Texte intégral
Chambre civile Section 2
ARRET N°
du 13 MARS 2024
N° RG 23/00230 - N° Portalis DBVE-V-B7H-CGCW VL-V
Décision déférée à la Cour :
Ordonnance , origine Juge commissaire de BASTIA, décision attaquée en date du 14 Mars 2023, enregistrée sous le n° 2022002412
Société CAISSE REGIONALE DE CREDIT AGRICOLE MUTUEL DE LA C ORSE
C/
[C]
S.E.L.A.R.L. ETUDE BALINCOURT
Copies exécutoires délivrées aux avocats le
COUR D'APPEL DE BASTIA
CHAMBRE CIVILE
ARRET DU
TREIZE MARS DEUX MILLE VINGT QUATRE
APPELANTE :
Société CAISSE REGIONALE DE CREDIT AGRICOLE MUTUEL DE LA CORSE
Société Coopérative à Capital Variable prise en la personne de ses représentants légaux domiciliés en cette qualité audit siège
[Adresse 1]
[Localité 4]
Représentée par Me Frédérique GENISSIEUX de la SCP CABINET RETALI & ASSOCIES, avocat au barreau de BASTIA
INTIMES :
M. [S], [K] [C]
né le [Date naissance 2] 1970 à [Localité 8]
[Adresse 9]
'[Adresse 9]'
[Localité 5]
Représenté par Me Claude CRETY, avocat au barreau de BASTIA
S.E.L.A.R.L. ETUDE BALINCOURT
prise en son établissement de [Localité 8] [Adresse 3], représentée par Me [R] [Z] et Me [U] [O], en qualité de mandataire judiciaire de M. [C] [S] [K], prise en la personne de son représentant légal
[Adresse 6]
[Localité 7]
Non comparant, non représenté
COMPOSITION DE LA COUR :
En application des dispositions de l'article 805 du code de procédure civile, l'affaire a été débattue à l'audience publique du 10 novembre 2023, devant Valérie LEBRETON, Présidente de chambre, chargée du rapport, les avocats ne s'y étant pas opposés.

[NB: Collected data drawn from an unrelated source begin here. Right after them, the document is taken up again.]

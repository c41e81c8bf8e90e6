use subway_sections::core::{Section, SectionId, StationId};
use subway_sections::{SectionChain, SectionChainError};

fn s(id: u64) -> StationId {
    StationId(id)
}

fn chain_of(stations: &[(u64, u64, u64)]) -> SectionChain {
    let sections = stations
        .iter()
        .enumerate()
        .map(|(i, (up, down, distance))| {
            Section::new(SectionId(i as u64 + 1), s(*up), s(*down), *distance).unwrap()
        })
        .collect();
    SectionChain::from_sections(sections).unwrap()
}

fn assert_invariants(chain: &SectionChain) {
    let stations = chain.ordered_station_ids();
    assert_eq!(stations.len(), chain.section_count() + 1);

    let mut unique = stations.clone();
    unique.sort();
    unique.dedup();
    assert_eq!(unique.len(), stations.len());

    let summed: u64 = chain.sections().map(Section::distance).sum();
    assert_eq!(chain.total_distance(), summed);

    for pair in chain.sections().collect::<Vec<_>>().windows(2) {
        assert_eq!(pair[0].down_station_id(), pair[1].up_station_id());
    }
}

#[test]
fn scenario_a_extend_down_terminus() {
    let mut chain = chain_of(&[(1, 2, 10)]);

    chain.add(SectionId(2), s(2), s(3), 3).unwrap();

    assert_eq!(chain.ordered_station_ids(), vec![s(1), s(2), s(3)]);
    assert_eq!(chain.total_distance(), 13);
}

#[test]
fn scenario_b_attach_at_up_terminus_splits() {
    let mut chain = chain_of(&[(1, 2, 10)]);

    chain.add(SectionId(2), s(1), s(3), 3).unwrap();

    assert_eq!(chain.ordered_station_ids(), vec![s(1), s(3), s(2)]);
    assert_eq!(chain.total_distance(), 10);
    assert_invariants(&chain);
}

#[test]
fn scenario_c_remove_down_terminus() {
    let mut chain = chain_of(&[(1, 2, 10), (2, 3, 4)]);

    let removed = chain.remove(s(3)).unwrap();

    assert_eq!(removed.distance(), 4);
    assert_eq!(chain.ordered_station_ids(), vec![s(1), s(2)]);
    assert_eq!(chain.total_distance(), 10);
}

#[test]
fn scenario_d_remove_up_terminus_is_rejected() {
    let mut chain = chain_of(&[(1, 2, 10), (2, 3, 4)]);

    let err = chain.remove(s(1)).unwrap_err();

    assert_eq!(
        err,
        SectionChainError::NotTerminus {
            station: s(1),
            terminus: s(3)
        }
    );
    assert_eq!(chain.section_count(), 2);
}

#[test]
fn scenario_e_single_section_cannot_shrink() {
    let mut chain = chain_of(&[(1, 2, 10)]);

    for station in [1, 2, 3] {
        assert_eq!(chain.remove(s(station)), Err(SectionChainError::MinimumSection));
    }
    assert_eq!(chain.ordered_station_ids(), vec![s(1), s(2)]);
}

#[test]
fn repeated_add_is_duplicate() {
    let mut chain = chain_of(&[(1, 2, 10)]);
    chain.add(SectionId(2), s(2), s(3), 3).unwrap();

    assert!(matches!(
        chain.add(SectionId(3), s(2), s(3), 3),
        Err(SectionChainError::DuplicateSection { .. })
    ));
}

#[test]
fn interior_split_on_both_sides() {
    let mut chain = chain_of(&[(1, 2, 10), (2, 3, 10), (3, 4, 10)]);

    // After station 2, before station 3.
    chain.add(SectionId(10), s(2), s(5), 4).unwrap();
    chain.add(SectionId(11), s(6), s(3), 2).unwrap();

    assert_eq!(
        chain.ordered_station_ids(),
        vec![s(1), s(2), s(5), s(6), s(3), s(4)]
    );
    let distances: Vec<u64> = chain.sections().map(Section::distance).collect();
    assert_eq!(distances, vec![10, 4, 4, 2, 10]);
    assert_eq!(chain.total_distance(), 30);
    assert_invariants(&chain);
}

#[test]
fn rejected_split_leaves_chain_untouched() {
    let mut chain = chain_of(&[(1, 2, 10), (2, 3, 5)]);
    let before: Vec<Section> = chain.sections().cloned().collect();

    assert!(matches!(
        chain.add(SectionId(9), s(2), s(7), 5),
        Err(SectionChainError::InvalidDistance { .. })
    ));
    assert!(matches!(
        chain.add(SectionId(9), s(7), s(2), 12),
        Err(SectionChainError::InvalidDistance { .. })
    ));

    let after: Vec<Section> = chain.sections().cloned().collect();
    assert_eq!(before, after);
}

#[test]
fn invariants_hold_across_mixed_operations() {
    let mut chain = chain_of(&[(0, 1, 1000)]);
    let mut next_station = 2;
    let mut next_section = 2;
    // Deterministic LCG so the walk is reproducible.
    let mut seed: u64 = 0x2545_f491_4f6c_dd1d;

    for _ in 0..300 {
        seed = seed.wrapping_mul(6364136223846793005).wrapping_add(1442695040888963407);
        let stations = chain.ordered_station_ids();
        let pick = stations[(seed >> 33) as usize % stations.len()];
        let distance = (seed >> 50) % 40 + 1;
        let before = chain.total_distance();

        let result = match (seed >> 20) % 4 {
            0 => chain.remove(chain.down_terminus()).map(|_| ()),
            1 => chain.add(SectionId(next_section), pick, s(next_station), distance),
            2 => chain.add(SectionId(next_section), s(next_station), pick, distance),
            _ => chain.add(
                SectionId(next_section),
                pick,
                stations[(seed >> 40) as usize % stations.len()],
                distance,
            ),
        };

        match result {
            Ok(()) => {
                next_station += 1;
                next_section += 1;
            }
            Err(SectionChainError::InvalidDistance { .. })
            | Err(SectionChainError::MinimumSection)
            | Err(SectionChainError::DuplicateSection { .. })
            | Err(SectionChainError::InvalidSection { .. }) => {
                assert_eq!(chain.total_distance(), before);
            }
            Err(other) => panic!("unexpected rejection: {}", other),
        }

        assert_invariants(&chain);
    }
}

Ce magistrat a rendu compte des plaidoiries dans le délibéré de la Cour, composée de :
Valérie LEBRETON, Présidente de chambre
Emmanuelle ZAMO, Conseillère
Guillaume DESGENS, Conseiller
GREFFIER LORS DES DEBATS :
Vykhanda CHENG.
Les parties ont été avisées que le prononcé public de la décision aurait lieu par mise à disposition au greffe le 13 mars 2024.
ARRET :
Réputé contradictoire,
Prononcé publiquement par mise à disposition au greffe de la Cour, les parties en ayant été préalablement avisées dans les conditions prévues au troisième alinéa de l'article 450 du code de procédure civile.
Signé par Valérie LEBRETON, Présidente de chambre, et par Vykhanda CHENG, Greffière à laquelle la minute de la décision a été remise par le magistrat signataire.
EXPOSE DES FAITS :
Par jugement du 29 septembre 2020, le tribunal de commerce de Bastia a ouvert une procédure de redressement judiciaire à l'encontre de Monsieur [C] [S] [K] et a désigné la SELARL BALINCOURT en qualité de mandataire judiciaire.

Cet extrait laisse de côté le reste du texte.